Reviewed as part of the Raworths Harrogate Literature Festival 2025
Your reviewer has to admit that she arrived at this talk knowing nothing about the subject except that it was something to do with spies in World War Two. She left both entertained and well informed. The SOE (Special Operations Executive) was a British organisation formed in 1940 with the goal of helping to bring down the Nazis, using sabotage and subversion, aiding local resistance groups – or in the words of speaker Dr Kate Vigurs “to set Europe ablaze”.
In her book Mission Europe: The Ordinary Women Who Did Extraordinary Things, Dr Vigurs tells the stories of some of the 39 female agents of the SOE. The talk highlights four of these women. Edith Bonnesen, a Danish woman who started as a contributor of underground resistance magazine De Frik Danske and moved into wireless training, getting captured and taken to Gestapo HQ Shell House in Copenhagen, which she escaped by walking out the door as drunken soldiers celebrated her arrest. Olga Jackson, a Belgian woman who fed demoralising messages to German officers via their mistresses before requisitioning an MG and disappearing in the South of France. Trix Tereindt, a Dutch air stewardess who survived concentration camps Ravensbrüch and Mauthausen. And Hannah Szenes, a Budapest born Jew executed by Hungarian Fascists aged just 23.

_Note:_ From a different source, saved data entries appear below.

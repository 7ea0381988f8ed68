//! Backend-agnostic core of alistfs
//!
//! Path keys, name encoding, the directory resolution cache, the adaptive
//! retry pacer and the error taxonomy every filesystem verb reports through.

pub mod dir_cache;
pub mod encoding;
pub mod entry;
pub mod error;
pub mod pacer;
pub mod path;

pub use dir_cache::{DirCache, DirCacher};
pub use encoding::{EncodingPolicy, NameEncoder};
pub use entry::{DirId, DirectoryEntry, Md5};
pub use error::{ErrorKind, Fallback, FsError, Result};
pub use pacer::{Pacer, PacerConfig, Retryable};
pub use path::PathKey;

The talk is well researched with Dr Vigurs regularly referencing a PowerPoint of photographs and scans of SOE files displayed behind her. She has an easy way of presenting her materials, throwing in asides and keeping her audience engaged through a whistle stop series of vignettes. She is unflinchingly feminist, and even while acknowledging the men in the organisation, clearly just wants to see these women equally celebrated for their bravery and contribution to the war effort. Dr Vigurs is both a passionate and compassionate speaker, who talks to her audience as if they are old friends (as one of them somewhat is, being her old history teacher). She tells these four women’s stories as if gossiping over cream tea at Harrogate institution Bettys Tea Room, making what could be a dense and upsetting topic exciting and accessible. These are women previously lost to history, whose stories deserve to be told. As such, it seems only fitting to end this review as Dr Vigurs ended her talk, with a quote from a poem by Hannah Szenes herself, presciently left to be read in the event if her death:
“Blessed is the match consumed in the kindling flame. Blessed is the flame that burns in the secret fastness of the heart.”